(SUPPLIED RECORDS Opens)
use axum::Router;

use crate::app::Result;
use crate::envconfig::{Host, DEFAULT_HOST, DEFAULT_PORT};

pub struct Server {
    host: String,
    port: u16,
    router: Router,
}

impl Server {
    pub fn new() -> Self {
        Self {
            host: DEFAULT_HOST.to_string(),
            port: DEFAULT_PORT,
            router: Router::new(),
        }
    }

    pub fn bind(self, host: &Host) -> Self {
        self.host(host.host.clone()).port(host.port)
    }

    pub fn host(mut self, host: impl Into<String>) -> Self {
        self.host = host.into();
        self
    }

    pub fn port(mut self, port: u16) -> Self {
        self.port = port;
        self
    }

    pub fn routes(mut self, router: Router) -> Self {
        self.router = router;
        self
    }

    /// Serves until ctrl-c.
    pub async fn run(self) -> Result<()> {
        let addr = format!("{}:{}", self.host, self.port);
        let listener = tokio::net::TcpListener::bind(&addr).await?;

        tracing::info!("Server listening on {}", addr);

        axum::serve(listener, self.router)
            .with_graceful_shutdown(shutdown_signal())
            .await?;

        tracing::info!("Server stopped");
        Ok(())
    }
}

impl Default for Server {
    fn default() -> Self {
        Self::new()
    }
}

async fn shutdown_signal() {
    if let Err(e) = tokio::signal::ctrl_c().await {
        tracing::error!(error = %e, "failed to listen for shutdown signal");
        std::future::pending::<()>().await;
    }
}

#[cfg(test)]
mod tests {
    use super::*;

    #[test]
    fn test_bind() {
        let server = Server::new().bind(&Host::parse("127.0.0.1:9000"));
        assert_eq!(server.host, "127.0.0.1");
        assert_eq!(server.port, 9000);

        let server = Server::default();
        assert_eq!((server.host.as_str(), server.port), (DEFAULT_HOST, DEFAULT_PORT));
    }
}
(SUPPLIED RECORDS Closes)
(SUPPLIED RECORDS Opens)
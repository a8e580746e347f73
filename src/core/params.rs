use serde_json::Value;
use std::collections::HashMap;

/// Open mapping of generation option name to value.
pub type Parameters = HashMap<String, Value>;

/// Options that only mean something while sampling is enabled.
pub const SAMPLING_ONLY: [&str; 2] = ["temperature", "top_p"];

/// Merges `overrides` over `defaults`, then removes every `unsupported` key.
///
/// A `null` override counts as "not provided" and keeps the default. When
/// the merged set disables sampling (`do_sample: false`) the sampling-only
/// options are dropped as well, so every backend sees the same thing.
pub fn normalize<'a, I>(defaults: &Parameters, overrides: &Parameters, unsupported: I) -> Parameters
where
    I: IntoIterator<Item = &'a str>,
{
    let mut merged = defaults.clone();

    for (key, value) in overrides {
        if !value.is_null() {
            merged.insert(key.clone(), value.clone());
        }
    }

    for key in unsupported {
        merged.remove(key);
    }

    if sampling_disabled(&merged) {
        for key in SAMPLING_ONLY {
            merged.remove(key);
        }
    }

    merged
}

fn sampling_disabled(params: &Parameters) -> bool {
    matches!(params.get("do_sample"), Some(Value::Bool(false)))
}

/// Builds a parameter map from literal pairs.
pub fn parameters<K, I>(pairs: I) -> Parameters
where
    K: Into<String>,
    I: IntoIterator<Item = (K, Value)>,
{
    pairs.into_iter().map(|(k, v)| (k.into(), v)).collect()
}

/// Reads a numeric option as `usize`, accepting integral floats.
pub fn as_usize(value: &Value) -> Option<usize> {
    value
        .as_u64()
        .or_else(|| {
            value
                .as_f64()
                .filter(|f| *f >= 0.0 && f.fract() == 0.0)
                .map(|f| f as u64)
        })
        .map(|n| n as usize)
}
(SUPPLIED RECORDS Closes)
* **PROBLEM TO WORK ON**
Wherever the string "HashMap" shows up in the material, copy the line that holds it.

* **ANSWER BELOW**
use std::collections::HashMap;
pub type Parameters = HashMap<String, Value>;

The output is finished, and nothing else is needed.